本書をより興味深く読めた理由に、ロジャーの没年が33歳で、わたしの年齢が33歳、というところがあります。同じ33年の使い方として、どうよ??と自問せざるを得ません。このタイミングで彼の人生を知ることができたのはちょっとした運命的なものだったりするかも。
それから、あまりにあっけない最期。積み重ねなんて関係なく人は死ぬんだよなと、改めて思いました。本書でいえば550ページかけて描かれてきた人生が、いきなりたった1行で終わるわけです。そんなもんなんですよね。
いきなりゲームオブスローンズ最終章のネタバレしますけど、
デナーリスのラストはノンフィクション的でわたし割と好きなんですよ。あのラストに非難轟々だった頃「いやいや人生そんなもんでしょ」って思ってたので、その気持ちが裏付けられたな、って。

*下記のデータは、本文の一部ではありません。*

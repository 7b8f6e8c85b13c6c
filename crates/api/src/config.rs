//! Application configuration loaded from environment variables.

use std::str::FromStr;
use std::time::Duration;

use domain::StatusPolicy;
use thiserror::Error;

/// Which side of the pipeline this process runs.
#[derive(Debug, Clone, Copy, PartialEq, Eq, Default)]
pub enum ServiceRole {
    /// Trip and rating endpoints, the outbox relay and the consumer.
    #[default]
    All,
    /// Trip endpoints and the outbox relay.
    Trip,
    /// Rating endpoints and the consumer.
    Rating,
}

impl ServiceRole {
    pub fn serves_trips(&self) -> bool {
        matches!(self, ServiceRole::All | ServiceRole::Trip)
    }

    pub fn serves_ratings(&self) -> bool {
        matches!(self, ServiceRole::All | ServiceRole::Rating)
    }

    pub fn as_str(&self) -> &'static str {
        match self {
            ServiceRole::All => "all",
            ServiceRole::Trip => "trip",
            ServiceRole::Rating => "rating",
        }
    }
}

impl FromStr for ServiceRole {
    type Err = ConfigError;

    fn from_str(s: &str) -> Result<Self, Self::Err> {
        match s.trim().to_ascii_lowercase().as_str() {
            "all" => Ok(ServiceRole::All),
            "trip" => Ok(ServiceRole::Trip),
            "rating" => Ok(ServiceRole::Rating),
            _ => Err(ConfigError::Invalid {
                key: "SERVICE_ROLE",
                value: s.to_string(),
            }),
        }
    }
}

/// Output format of the fmt layer.
#[derive(Debug, Clone, Copy, PartialEq, Eq, Default)]
pub enum LogFormat {
    #[default]
    Text,
    Json,
}

impl FromStr for LogFormat {
    type Err = ConfigError;

    fn from_str(s: &str) -> Result<Self, Self::Err> {
        match s.trim().to_ascii_lowercase().as_str() {
            "text" => Ok(LogFormat::Text),
            "json" => Ok(LogFormat::Json),
            _ => Err(ConfigError::Invalid {
                key: "LOG_FORMAT",
                value: s.to_string(),
            }),
        }
    }
}

#[derive(Debug, Clone, PartialEq, Eq, Error)]
pub enum ConfigError {
    #[error("Invalid value for {key}: '{value}'")]
    Invalid { key: &'static str, value: String },

    #[error("{set} is set but {missing} is not")]
    Incomplete {
        set: &'static str,
        missing: &'static str,
    },

    #[error("SERVICE_ROLE={0} needs KAFKA_BROKERS; the in-memory channel cannot cross processes")]
    RoleNeedsBroker(&'static str),
}

/// Server configuration with sensible defaults.
///
/// Unset `DATABASE_URL`, driver/passenger URLs and `KAFKA_BROKERS` select
/// the in-memory store, directory and channel respectively.
#[derive(Debug, Clone, PartialEq)]
pub struct Config {
    pub host: String,
    pub port: u16,
    pub log_level: String,
    pub log_format: LogFormat,
    pub role: ServiceRole,
    pub database_url: Option<String>,
    pub database_max_connections: u32,
    pub driver_service_url: Option<String>,
    pub passenger_service_url: Option<String>,
    pub verifier_timeout: Duration,
    pub verifier_max_attempts: u32,
    pub verifier_backoff: Duration,
    /// Ids the in-memory directory knows when no lookup URLs are set.
    pub local_driver_ids: Vec<i64>,
    pub local_passenger_ids: Vec<i64>,
    pub kafka_brokers: Option<String>,
    pub rating_topic: String,
    pub rating_group: String,
    pub outbox_poll_interval: Duration,
    pub outbox_batch_size: usize,
    /// How long an outbox entry stays with the request or relay that claimed it.
    pub outbox_claim_lease: Duration,
    pub status_policy: StatusPolicy,
}

impl Config {
    /// Loads configuration from environment variables, falling back to defaults.
    pub fn from_env() -> Result<Self, ConfigError> {
        Self::from_lookup(|key| std::env::var(key).ok())
    }

    /// Loads configuration from any key lookup.
    pub fn from_lookup(lookup: impl Fn(&str) -> Option<String>) -> Result<Self, ConfigError> {
        let defaults = Self::default();
        let get = |key: &str| lookup(key).filter(|v| !v.trim().is_empty());

        let config = Self {
            host: get("HOST").unwrap_or(defaults.host),
            port: parse(&get, "PORT", defaults.port)?,
            log_level: get("RUST_LOG").unwrap_or(defaults.log_level),
            log_format: parse(&get, "LOG_FORMAT", defaults.log_format)?,
            role: parse(&get, "SERVICE_ROLE", defaults.role)?,
            database_url: get("DATABASE_URL"),
            database_max_connections: parse(
                &get,
                "DATABASE_MAX_CONNECTIONS",
                defaults.database_max_connections,
            )?,
            driver_service_url: get("DRIVER_SERVICE_URL"),
            passenger_service_url: get("PASSENGER_SERVICE_URL"),
            verifier_timeout: millis(&get, "VERIFIER_TIMEOUT_MS", defaults.verifier_timeout)?,
            verifier_max_attempts: parse(
                &get,
                "VERIFIER_MAX_ATTEMPTS",
                defaults.verifier_max_attempts,
            )?,
            verifier_backoff: millis(&get, "VERIFIER_BACKOFF_MS", defaults.verifier_backoff)?,
            local_driver_ids: id_list(&get, "LOCAL_DRIVER_IDS", defaults.local_driver_ids)?,
            local_passenger_ids: id_list(
                &get,
                "LOCAL_PASSENGER_IDS",
                defaults.local_passenger_ids,
            )?,
            kafka_brokers: get("KAFKA_BROKERS"),
            rating_topic: get("RATING_TOPIC").unwrap_or(defaults.rating_topic),
            rating_group: get("RATING_GROUP").unwrap_or(defaults.rating_group),
            outbox_poll_interval: millis(
                &get,
                "OUTBOX_POLL_INTERVAL_MS",
                defaults.outbox_poll_interval,
            )?,
            outbox_batch_size: parse(&get, "OUTBOX_BATCH_SIZE", defaults.outbox_batch_size)?,
            outbox_claim_lease: millis(
                &get,
                "OUTBOX_CLAIM_LEASE_MS",
                defaults.outbox_claim_lease,
            )?,
            status_policy: match get("STATUS_POLICY") {
                Some(value) => value.parse().map_err(|_| ConfigError::Invalid {
                    key: "STATUS_POLICY",
                    value,
                })?,
                None => defaults.status_policy,
            },
        };
        config.validate()?;
        Ok(config)
    }

    fn validate(&self) -> Result<(), ConfigError> {
        match (&self.driver_service_url, &self.passenger_service_url) {
            (Some(_), None) => {
                return Err(ConfigError::Incomplete {
                    set: "DRIVER_SERVICE_URL",
                    missing: "PASSENGER_SERVICE_URL",
                });
            }
            (None, Some(_)) => {
                return Err(ConfigError::Incomplete {
                    set: "PASSENGER_SERVICE_URL",
                    missing: "DRIVER_SERVICE_URL",
                });
            }
            _ => {}
        }
        if self.role != ServiceRole::All && self.kafka_brokers.is_none() {
            return Err(ConfigError::RoleNeedsBroker(self.role.as_str()));
        }
        Ok(())
    }

    /// Returns the `"host:port"` bind address string.
    pub fn addr(&self) -> String {
        format!("{}:{}", self.host, self.port)
    }
}

impl Default for Config {
    fn default() -> Self {
        Self {
            host: "0.0.0.0".to_string(),
            port: 3000,
            log_level: "info".to_string(),
            log_format: LogFormat::Text,
            role: ServiceRole::All,
            database_url: None,
            database_max_connections: 5,
            driver_service_url: None,
            passenger_service_url: None,
            verifier_timeout: Duration::from_millis(2000),
            verifier_max_attempts: 3,
            verifier_backoff: Duration::from_millis(100),
            local_driver_ids: (1..=10).collect(),
            local_passenger_ids: (1..=10).collect(),
            kafka_brokers: None,
            rating_topic: pipeline::RATING_TOPIC.to_string(),
            rating_group: pipeline::RATING_GROUP.to_string(),
            outbox_poll_interval: Duration::from_millis(1000),
            outbox_batch_size: 50,
            outbox_claim_lease: pipeline::DEFAULT_CLAIM_LEASE,
            status_policy: StatusPolicy::Unrestricted,
        }
    }
}

fn parse<T: FromStr>(
    get: &impl Fn(&str) -> Option<String>,
    key: &'static str,
    default: T,
) -> Result<T, ConfigError> {
    match get(key) {
        Some(value) => value
            .trim()
            .parse()
            .map_err(|_| ConfigError::Invalid { key, value }),
        None => Ok(default),
    }
}

fn millis(
    get: &impl Fn(&str) -> Option<String>,
    key: &'static str,
    default: Duration,
) -> Result<Duration, ConfigError> {
    match get(key) {
        Some(value) => value
            .trim()
            .parse()
            .map(Duration::from_millis)
            .map_err(|_| ConfigError::Invalid { key, value }),
        None => Ok(default),
    }
}

fn id_list(
    get: &impl Fn(&str) -> Option<String>,
    key: &'static str,
    default: Vec<i64>,
) -> Result<Vec<i64>, ConfigError> {
    let Some(value) = get(key) else {
        return Ok(default);
    };
    value
        .split(',')
        .map(|id| id.trim().parse::<i64>())
        .collect::<Result<_, _>>()
        .map_err(|_| ConfigError::Invalid { key, value })
}

#[cfg(test)]
mod tests {
    use super::*;
    use std::collections::HashMap;

    fn load(vars: &[(&str, &str)]) -> Result<Config, ConfigError> {
        let vars: HashMap<String, String> = vars
            .iter()
            .map(|(k, v)| (k.to_string(), v.to_string()))
            .collect();
        Config::from_lookup(|key| vars.get(key).cloned())
    }

    #[test]
    fn test_default_values() {
        let config = load(&[]).unwrap();
        assert_eq!(config, Config::default());
        assert_eq!(config.port, 3000);
        assert_eq!(config.rating_topic, "rating-topic");
        assert_eq!(config.rating_group, "rating-group");
        assert_eq!(config.verifier_timeout, Duration::from_secs(2));
        assert_eq!(config.status_policy, StatusPolicy::Unrestricted);
    }

    #[test]
    fn test_addr_formatting() {
        let config = load(&[("HOST", "127.0.0.1"), ("PORT", "8080")]).unwrap();
        assert_eq!(config.addr(), "127.0.0.1:8080");
    }

    #[test]
    fn test_overrides() {
        let config = load(&[
            ("LOG_FORMAT", "JSON"),
            ("STATUS_POLICY", "strict"),
            ("OUTBOX_POLL_INTERVAL_MS", "250"),
            ("OUTBOX_CLAIM_LEASE_MS", "5000"),
            ("LOCAL_DRIVER_IDS", "4, 5"),
            ("DRIVER_SERVICE_URL", "http://drivers/api/v1/drivers"),
            ("PASSENGER_SERVICE_URL", "http://passengers/api/v1/passengers"),
        ])
        .unwrap();
        assert_eq!(config.log_format, LogFormat::Json);
        assert_eq!(config.status_policy, StatusPolicy::Strict);
        assert_eq!(config.outbox_poll_interval, Duration::from_millis(250));
        assert_eq!(config.outbox_claim_lease, Duration::from_secs(5));
        assert_eq!(config.local_driver_ids, vec![4, 5]);
    }

    #[test]
    fn test_invalid_port() {
        let err = load(&[("PORT", "eighty")]).unwrap_err();
        assert_eq!(
            err,
            ConfigError::Invalid {
                key: "PORT",
                value: "eighty".to_string()
            }
        );
    }

    #[test]
    fn test_half_configured_verifier() {
        let err = load(&[("DRIVER_SERVICE_URL", "http://drivers")]).unwrap_err();
        assert!(matches!(err, ConfigError::Incomplete { .. }));
    }

    #[test]
    fn test_split_roles_need_broker() {
        assert_eq!(
            load(&[("SERVICE_ROLE", "trip")]).unwrap_err(),
            ConfigError::RoleNeedsBroker("trip")
        );
        let config = load(&[("SERVICE_ROLE", "rating"), ("KAFKA_BROKERS", "kafka:9092")]).unwrap();
        assert!(config.role.serves_ratings());
        assert!(!config.role.serves_trips());
    }
}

妙な脱線をしましたが、発端から言えば映画「ワンス・アポン・ア・タイム・イン・ハリウッド」きっかけに「大脱走」を観て、本書を読んで「ダンケルク」や「ハイドリヒを撃て!」と繋がって、ちなみに「大脱走」主演のスティーブ・マックイーンはシャロン・テートらと親交があったことからあわやあの日マンソン・ファミリーに殺されていたかもしれなかった、みたいなぐるぐる感を味わっていたわけなので脱線もまた正規ルートです。よろしくどうぞ。